Following this event, Khlestakov runs as fast as his feet will carry him to meet the gardener’s wife: at long last! But the strikers, too, are not napping: they track down the strikebreaker only to discover that letter No. 30,000 has slipped through their fingers. Now they tear open the twenty-nine thousand nine hundred and ninety-nine undelivered letters. Imagine the effect of this scene! Envelopes flying everywhere, thirty thousand white squares falling on spectators’ heads! A chorus of furious voices—a collective recitation—reads thirty thousand nearly identical texts aloud, roaring so the walls and ceiling shake: “Come to the kitchen garden!” Then all thirty thousand descend in orderly ranks on the kitchen garden so as to do away with the minister-seducer. The couple is discovered whispering by the wattle fence. The two try to flee, but from all sides stride messengers—messengers—messengers. The night is now white as day with the thirty thousand envelopes being waved in Khlestakov’s face. His life is hanging by a thread. The selfless gardener’s wife cries that she is ready to give herself to all thirty thousand, if only to save her one and only. This embarrasses the messengers, who want to hide insi
de their envelopes. Then a repentant Khlestakov publicly confesses that he is not the minister they take him for, but a common titular counselor, working class like all the rest. Reconciliation. Every one of the thirty thousand holds a spade in his hand; to strains of the folk song “Don’t Lead Me Up the Garden Path,” their spades strike the earth, disenthistling the thistle-choked garden. Crimson streaks of sunrise. Wiping the sweat from his laborious brow, Khlestakov reaches toward the new day: “The scales have fallen from my eyes.” After the scales, the curtain too falls. How about that? Eh?

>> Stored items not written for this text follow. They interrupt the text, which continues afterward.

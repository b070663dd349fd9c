use std::sync::Arc;

use fxhash::{FxHashMap, FxHashSet};
use parking_lot::Mutex;
use tokio::time::Instant;
use tracing::{info, warn};

use crate::{
    model::trip_id::TripId,
    routing::route_polyline::RoutePolylines,
    simulation::{
        session::BatchId,
        session_store::SessionStore,
        simulation_clock::{RedrawLoop, SimulationClock},
        simulation_params::SimulationParams,
    },
};

use super::{
    simulation_error::SimulationError,
    system_of_record::{SimulationAck, SystemOfRecord},
};

#[derive(Clone, Debug)]
pub struct StartedBatch {
    pub batch_id: BatchId,
    pub trip_ids: Vec<TripId>,
    pub ack: SimulationAck,
}

/// Gates the start and the completion of simulations behind the system of
/// record.
///
/// Sessions only exist for trips the backend moved to in transit, and the
/// backend is told about a completion once per batch. Dropping the
/// coordinator cancels every batch it started.
pub struct TripStateCoordinator<B> {
    backend: Arc<B>,
    clock: SimulationClock,
    loops: Mutex<FxHashMap<BatchId, RedrawLoop>>,
}

impl<B> TripStateCoordinator<B> {
    pub fn backend(&self) -> &Arc<B> {
        &self.backend
    }

    pub fn store(&self) -> &Arc<SessionStore> {
        self.clock.store()
    }

    pub fn params(&self) -> &SimulationParams {
        self.clock.params()
    }

    /// Stops the redraws of `batch_id` without notifying the backend.
    pub fn cancel(&self, batch_id: &BatchId) -> bool {
        let removed = self.store().cancel_batch(batch_id);

        if let Some(redraw) = self.loops.lock().remove(batch_id) {
            redraw.cancel();
        }

        removed
    }

    pub fn cancel_all(&self) {
        let cancelled = self.store().cancel_all();

        for (_, redraw) in self.loops.lock().drain() {
            redraw.cancel();
        }

        if !cancelled.is_empty() {
            info!("Cancelled {} simulation batches", cancelled.len());
        }
    }
}

impl<B> TripStateCoordinator<B>
where
    B: SystemOfRecord,
{
    pub fn new(backend: Arc<B>, store: Arc<SessionStore>, params: SimulationParams) -> Self {
        Self {
            backend,
            clock: SimulationClock::new(store, params),
            loops: Mutex::new(FxHashMap::default()),
        }
    }

    /// Starts one session per trip, all sharing the same start instant.
    ///
    /// Nothing is started when a trip is already running or when the
    /// backend refuses the request.
    pub async fn start_simulation(
        &self,
        trip_ids: &[TripId],
        polylines: &RoutePolylines,
    ) -> Result<StartedBatch, SimulationError> {
        let trip_ids = unique_trip_ids(trip_ids);
        if trip_ids.is_empty() {
            return Err(SimulationError::EmptyBatch);
        }

        let batch = trip_ids
            .iter()
            .map(|trip_id| {
                let polyline = polylines
                    .get(trip_id)
                    .ok_or_else(|| SimulationError::UnknownTrip(trip_id.clone()))?;

                if !polyline.is_simulatable() {
                    return Err(SimulationError::Degenerate(trip_id.clone()));
                }

                Ok((trip_id.clone(), Arc::clone(polyline)))
            })
            .collect::<Result<Vec<_>, _>>()?;

        if let Err(busy) = self.store().reserve(&trip_ids) {
            info!("Ignoring start request, {} trips already running", busy.len());
            return Err(SimulationError::AlreadyRunning(busy));
        }

        info!("Starting simulation of {} trips", trip_ids.len());
        let ack = match self.backend.start_simulation(&trip_ids).await {
            Ok(ack) => ack,
            Err(err) => {
                self.store().release(&trip_ids);
                warn!("Start request rejected: {:#}", err);
                return Err(SimulationError::StartRejected(err));
            }
        };
        info!("{}", ack.message);

        let Some(batch_id) = self
            .store()
            .create_batch(batch, Instant::now(), self.params().duration)
        else {
            warn!("Simulation cancelled while the backend was starting it");
            return Err(SimulationError::Cancelled);
        };

        let backend = Arc::clone(&self.backend);
        let store = Arc::clone(self.store());
        let redraw = self
            .clock
            .start(batch_id.clone(), move |batch_id, trip_ids| async move {
                // failures are kept in the store for a manual retry
                let _ = sync_completion(&*backend, &store, &trip_ids, &[batch_id]).await;
            });

        let mut loops = self.loops.lock();
        loops.retain(|_, redraw| !redraw.is_finished());
        loops.insert(batch_id.clone(), redraw);

        Ok(StartedBatch {
            batch_id,
            trip_ids,
            ack,
        })
    }

    /// Tells the backend the trips were delivered.
    ///
    /// Runs automatically when a batch finishes. Calling it again after a
    /// failed sync is the only way to retry. Trips whose completion is
    /// still in flight are refused.
    pub async fn complete_simulation(
        &self,
        trip_ids: &[TripId],
    ) -> Result<SimulationAck, SimulationError> {
        let trip_ids = unique_trip_ids(trip_ids);
        if trip_ids.is_empty() {
            return Err(SimulationError::EmptyBatch);
        }

        let running: Vec<TripId> = trip_ids
            .iter()
            .filter(|trip_id| self.store().is_running(trip_id))
            .cloned()
            .collect();
        if !running.is_empty() {
            return Err(SimulationError::AlreadyRunning(running));
        }

        let batch_ids = self
            .store()
            .begin_sync(&trip_ids)
            .map_err(SimulationError::SyncInFlight)?;

        sync_completion(&*self.backend, self.store(), &trip_ids, &batch_ids).await
    }
}

impl<B> Drop for TripStateCoordinator<B> {
    fn drop(&mut self) {
        self.cancel_all();
    }
}

async fn sync_completion<B>(
    backend: &B,
    store: &SessionStore,
    trip_ids: &[TripId],
    batch_ids: &[BatchId],
) -> Result<SimulationAck, SimulationError>
where
    B: SystemOfRecord,
{
    info!("Completing simulation of {} trips", trip_ids.len());

    match backend.complete_simulation(trip_ids).await {
        Ok(ack) => {
            info!("{}", ack.message);
            store.discard(trip_ids, ack.message.clone());
            Ok(ack)
        }
        Err(err) => {
            warn!("Delivery was not recorded: {:#}", err);
            for batch_id in batch_ids {
                store.mark_sync_failed(batch_id, format!("{:#}", err));
            }
            Err(SimulationError::CompletionFailed(err))
        }
    }
}

fn unique_trip_ids(trip_ids: &[TripId]) -> Vec<TripId> {
    let mut seen = FxHashSet::default();
    trip_ids
        .iter()
        .filter(|trip_id| seen.insert(*trip_id))
        .cloned()
        .collect()
}

#[cfg(test)]
mod tests {
    use std::{
        sync::atomic::{AtomicUsize, Ordering},
        time::Duration,
    };

    use jiff::civil::Date;

    use super::*;
    use crate::{
        geopoint::GeoPoint,
        model::{cargo::CargoRoute, trip::Trip},
        routing::route_polyline::RoutePolyline,
    };

    #[derive(Default)]
    struct CountingBackend {
        starts: AtomicUsize,
        completes: AtomicUsize,
        complete_delay: Duration,
    }

    impl SystemOfRecord for CountingBackend {
        async fn trips_for_date(&self, _date: Date) -> anyhow::Result<Vec<Trip>> {
            Ok(vec![])
        }

        async fn cargo_route(&self, cargo_id: u64) -> anyhow::Result<CargoRoute> {
            anyhow::bail!("cargo {} not found", cargo_id)
        }

        async fn start_simulation(&self, trip_ids: &[TripId]) -> anyhow::Result<SimulationAck> {
            self.starts.fetch_add(1, Ordering::SeqCst);
            Ok(SimulationAck {
                message: String::from("started"),
                updated_cargo_count: trip_ids.len(),
            })
        }

        async fn complete_simulation(&self, trip_ids: &[TripId]) -> anyhow::Result<SimulationAck> {
            self.completes.fetch_add(1, Ordering::SeqCst);
            tokio::time::sleep(self.complete_delay).await;
            Ok(SimulationAck {
                message: String::from("completed"),
                updated_cargo_count: trip_ids.len(),
            })
        }
    }

    fn coordinator() -> TripStateCoordinator<CountingBackend> {
        TripStateCoordinator::new(
            Arc::new(CountingBackend::default()),
            SessionStore::new(),
            SimulationParams::customer(),
        )
    }

    fn two_point_polylines() -> RoutePolylines {
        let mut polylines = RoutePolylines::default();
        polylines.insert(
            TripId::from("T1"),
            Arc::new(RoutePolyline::straight(vec![
                GeoPoint::new(40.77, 29.94),
                GeoPoint::new(40.82, 29.93),
            ])),
        );
        polylines
    }

    #[tokio::test]
    async fn test_start_validates_before_calling_backend() {
        let coordinator = coordinator();
        let mut polylines = RoutePolylines::default();
        polylines.insert(
            TripId::from("T1"),
            Arc::new(RoutePolyline::straight(vec![GeoPoint::new(40.77, 29.94)])),
        );

        assert!(matches!(
            coordinator.start_simulation(&[], &polylines).await,
            Err(SimulationError::EmptyBatch)
        ));
        assert!(matches!(
            coordinator.start_simulation(&[TripId::from("T1")], &polylines).await,
            Err(SimulationError::Degenerate(id)) if id == TripId::from("T1")
        ));
        assert!(matches!(
            coordinator.start_simulation(&[TripId::from("T9")], &polylines).await,
            Err(SimulationError::UnknownTrip(_))
        ));
        assert_eq!(coordinator.backend().starts.load(Ordering::SeqCst), 0);
        assert!(!coordinator.store().is_running(&TripId::from("T1")));
    }

    #[tokio::test(start_paused = true)]
    async fn test_duplicate_ids_start_one_session() {
        let coordinator = coordinator();
        let polylines = two_point_polylines();

        let started = coordinator
            .start_simulation(&[TripId::from("T1"), TripId::from("T1")], &polylines)
            .await
            .unwrap();

        assert_eq!(started.trip_ids, vec![TripId::from("T1")]);
        assert_eq!(coordinator.store().sessions().len(), 1);
    }

    #[tokio::test(start_paused = true)]
    async fn test_drop_cancels_running_batches() {
        let coordinator = coordinator();
        let store = Arc::clone(coordinator.store());
        let polylines = two_point_polylines();

        coordinator
            .start_simulation(&[TripId::from("T1")], &polylines)
            .await
            .unwrap();
        drop(coordinator);

        assert!(!store.has_active_batches());
        assert!(store.session(&TripId::from("T1")).is_none());
    }

    #[tokio::test(start_paused = true)]
    async fn test_completion_in_flight_blocks_retry_and_restart() {
        let coordinator = TripStateCoordinator::new(
            Arc::new(CountingBackend {
                complete_delay: Duration::from_secs(5),
                ..CountingBackend::default()
            }),
            SessionStore::new(),
            SimulationParams::customer(),
        );
        let polylines = two_point_polylines();
        let trip_ids = [TripId::from("T1")];

        coordinator.start_simulation(&trip_ids, &polylines).await.unwrap();
        tokio::time::sleep(Duration::from_millis(10_100)).await;

        assert_eq!(coordinator.backend().completes.load(Ordering::SeqCst), 1);
        assert!(coordinator.store().is_syncing(&trip_ids[0]));
        assert!(matches!(
            coordinator.complete_simulation(&trip_ids).await,
            Err(SimulationError::SyncInFlight(ids)) if ids == trip_ids
        ));
        assert!(matches!(
            coordinator.start_simulation(&trip_ids, &polylines).await,
            Err(SimulationError::AlreadyRunning(_))
        ));

        tokio::time::sleep(Duration::from_secs(5)).await;

        assert_eq!(coordinator.backend().completes.load(Ordering::SeqCst), 1);
        assert_eq!(coordinator.backend().starts.load(Ordering::SeqCst), 1);
        assert!(coordinator.store().session(&trip_ids[0]).is_none());

        coordinator.start_simulation(&trip_ids, &polylines).await.unwrap();
        assert_eq!(coordinator.backend().starts.load(Ordering::SeqCst), 2);
    }
}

Rehearsals had already begun when we ran up against an unexpected obstacle: to play the thirty thousand messengers we had engaged two military divisions from districts near Moscow.* But the authorities, fearing a coup no doubt, balked at bringing so many troops into the capital. I left soon after, having asked the director, should my staging ever come to fruition, not to reveal my real name on the playbill. I think he will not break his promise.